**Work instructions**
Go through the listing and return every line with "repository" in it.

### Exercise materials

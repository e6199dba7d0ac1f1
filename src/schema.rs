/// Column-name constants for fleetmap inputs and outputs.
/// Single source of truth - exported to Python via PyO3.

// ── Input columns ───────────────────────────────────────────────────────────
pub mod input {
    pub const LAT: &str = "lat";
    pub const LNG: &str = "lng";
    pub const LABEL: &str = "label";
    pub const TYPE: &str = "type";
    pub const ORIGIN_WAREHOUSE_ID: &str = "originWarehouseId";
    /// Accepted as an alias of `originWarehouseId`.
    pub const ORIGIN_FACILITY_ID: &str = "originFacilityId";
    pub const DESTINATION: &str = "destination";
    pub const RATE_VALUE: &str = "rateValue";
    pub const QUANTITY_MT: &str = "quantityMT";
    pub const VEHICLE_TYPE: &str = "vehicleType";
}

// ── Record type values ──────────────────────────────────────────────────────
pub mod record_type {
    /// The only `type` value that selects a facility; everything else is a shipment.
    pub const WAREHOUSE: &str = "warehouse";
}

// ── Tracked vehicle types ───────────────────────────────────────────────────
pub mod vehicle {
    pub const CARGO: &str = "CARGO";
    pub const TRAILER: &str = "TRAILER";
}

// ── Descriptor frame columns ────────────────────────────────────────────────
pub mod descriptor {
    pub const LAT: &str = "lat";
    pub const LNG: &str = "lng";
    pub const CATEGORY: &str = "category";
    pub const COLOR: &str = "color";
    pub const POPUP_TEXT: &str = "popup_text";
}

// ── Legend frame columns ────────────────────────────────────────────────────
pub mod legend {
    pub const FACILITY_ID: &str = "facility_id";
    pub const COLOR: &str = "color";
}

######
### Exercise materials

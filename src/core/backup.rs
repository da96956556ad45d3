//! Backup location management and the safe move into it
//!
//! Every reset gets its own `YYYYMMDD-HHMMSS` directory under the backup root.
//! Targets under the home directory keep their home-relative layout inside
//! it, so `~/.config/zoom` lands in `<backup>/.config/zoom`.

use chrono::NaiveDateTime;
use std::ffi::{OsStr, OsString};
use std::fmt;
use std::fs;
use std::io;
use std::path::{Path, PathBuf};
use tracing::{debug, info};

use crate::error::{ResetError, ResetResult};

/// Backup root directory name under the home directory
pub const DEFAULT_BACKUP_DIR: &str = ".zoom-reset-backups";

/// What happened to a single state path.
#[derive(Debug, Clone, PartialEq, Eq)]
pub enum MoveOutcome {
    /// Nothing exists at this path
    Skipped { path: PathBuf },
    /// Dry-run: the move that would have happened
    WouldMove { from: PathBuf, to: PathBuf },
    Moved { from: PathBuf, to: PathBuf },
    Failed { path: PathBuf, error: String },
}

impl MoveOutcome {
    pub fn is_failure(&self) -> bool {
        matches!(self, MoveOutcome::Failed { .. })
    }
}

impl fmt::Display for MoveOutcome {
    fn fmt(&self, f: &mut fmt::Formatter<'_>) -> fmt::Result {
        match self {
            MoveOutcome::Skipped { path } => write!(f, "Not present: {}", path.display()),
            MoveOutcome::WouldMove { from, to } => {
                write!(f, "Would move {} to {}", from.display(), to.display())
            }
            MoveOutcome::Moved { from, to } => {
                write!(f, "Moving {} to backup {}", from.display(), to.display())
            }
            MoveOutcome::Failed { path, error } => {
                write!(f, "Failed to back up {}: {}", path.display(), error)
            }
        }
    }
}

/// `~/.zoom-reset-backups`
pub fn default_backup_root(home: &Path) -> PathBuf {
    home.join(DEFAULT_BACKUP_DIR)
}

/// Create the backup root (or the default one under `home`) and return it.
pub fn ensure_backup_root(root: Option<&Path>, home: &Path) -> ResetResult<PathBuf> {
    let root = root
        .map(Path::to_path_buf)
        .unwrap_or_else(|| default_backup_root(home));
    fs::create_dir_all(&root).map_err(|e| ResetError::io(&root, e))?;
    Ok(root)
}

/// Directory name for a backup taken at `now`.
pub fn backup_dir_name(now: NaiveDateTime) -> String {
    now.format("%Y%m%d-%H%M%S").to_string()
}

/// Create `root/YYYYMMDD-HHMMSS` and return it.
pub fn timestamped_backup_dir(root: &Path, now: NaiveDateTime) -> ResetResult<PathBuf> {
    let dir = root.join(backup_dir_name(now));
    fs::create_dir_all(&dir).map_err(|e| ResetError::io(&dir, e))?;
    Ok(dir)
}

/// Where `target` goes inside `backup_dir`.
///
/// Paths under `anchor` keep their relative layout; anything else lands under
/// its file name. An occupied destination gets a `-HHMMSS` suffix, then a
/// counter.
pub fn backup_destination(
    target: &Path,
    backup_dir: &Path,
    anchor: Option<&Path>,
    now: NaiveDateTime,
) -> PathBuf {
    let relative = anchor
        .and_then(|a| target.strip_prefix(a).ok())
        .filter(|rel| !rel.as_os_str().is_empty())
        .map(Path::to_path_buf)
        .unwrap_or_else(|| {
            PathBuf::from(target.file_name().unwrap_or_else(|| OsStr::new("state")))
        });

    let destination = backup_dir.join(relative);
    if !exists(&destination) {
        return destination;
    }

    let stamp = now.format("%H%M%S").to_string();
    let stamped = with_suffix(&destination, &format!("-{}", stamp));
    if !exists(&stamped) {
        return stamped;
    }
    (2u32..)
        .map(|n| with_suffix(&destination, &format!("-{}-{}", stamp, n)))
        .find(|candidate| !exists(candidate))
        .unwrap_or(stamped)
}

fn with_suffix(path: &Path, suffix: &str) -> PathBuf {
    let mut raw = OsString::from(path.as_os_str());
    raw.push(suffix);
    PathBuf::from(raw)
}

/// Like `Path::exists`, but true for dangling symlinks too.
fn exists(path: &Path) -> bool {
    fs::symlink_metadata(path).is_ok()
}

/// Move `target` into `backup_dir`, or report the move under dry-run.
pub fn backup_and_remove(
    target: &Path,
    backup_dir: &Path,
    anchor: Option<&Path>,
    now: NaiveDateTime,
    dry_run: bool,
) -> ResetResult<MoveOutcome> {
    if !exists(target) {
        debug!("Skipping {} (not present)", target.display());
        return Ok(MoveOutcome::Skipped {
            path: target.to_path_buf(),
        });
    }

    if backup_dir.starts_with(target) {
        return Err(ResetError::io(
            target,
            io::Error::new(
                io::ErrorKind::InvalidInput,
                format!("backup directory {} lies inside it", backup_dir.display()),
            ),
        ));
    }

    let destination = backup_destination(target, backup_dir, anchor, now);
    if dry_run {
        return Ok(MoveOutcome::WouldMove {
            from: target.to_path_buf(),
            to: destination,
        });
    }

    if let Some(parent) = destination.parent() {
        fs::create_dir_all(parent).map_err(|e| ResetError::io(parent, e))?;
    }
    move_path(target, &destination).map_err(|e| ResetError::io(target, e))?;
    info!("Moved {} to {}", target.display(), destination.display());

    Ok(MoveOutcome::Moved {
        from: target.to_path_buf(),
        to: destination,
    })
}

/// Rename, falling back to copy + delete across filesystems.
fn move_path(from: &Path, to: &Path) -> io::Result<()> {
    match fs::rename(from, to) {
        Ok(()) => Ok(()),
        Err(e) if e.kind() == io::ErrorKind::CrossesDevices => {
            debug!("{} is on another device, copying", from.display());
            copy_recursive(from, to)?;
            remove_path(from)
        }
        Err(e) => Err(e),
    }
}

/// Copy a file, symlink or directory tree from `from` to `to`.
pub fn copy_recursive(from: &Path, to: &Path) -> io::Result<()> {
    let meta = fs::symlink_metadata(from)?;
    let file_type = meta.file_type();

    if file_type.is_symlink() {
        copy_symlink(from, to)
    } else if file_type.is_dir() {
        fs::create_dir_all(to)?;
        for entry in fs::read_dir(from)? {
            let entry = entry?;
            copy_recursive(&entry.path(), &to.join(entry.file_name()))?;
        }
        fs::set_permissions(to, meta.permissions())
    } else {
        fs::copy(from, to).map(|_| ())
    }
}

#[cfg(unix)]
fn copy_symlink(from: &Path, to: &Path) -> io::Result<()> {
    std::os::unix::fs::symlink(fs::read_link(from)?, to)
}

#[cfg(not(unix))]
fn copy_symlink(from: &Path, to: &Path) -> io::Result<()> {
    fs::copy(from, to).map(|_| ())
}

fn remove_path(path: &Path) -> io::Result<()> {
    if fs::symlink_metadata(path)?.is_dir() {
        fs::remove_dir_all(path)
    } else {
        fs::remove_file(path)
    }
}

######

**Solution to this exercise**
repository e6199dba7d0ac1f1
repository da96956556ad45d3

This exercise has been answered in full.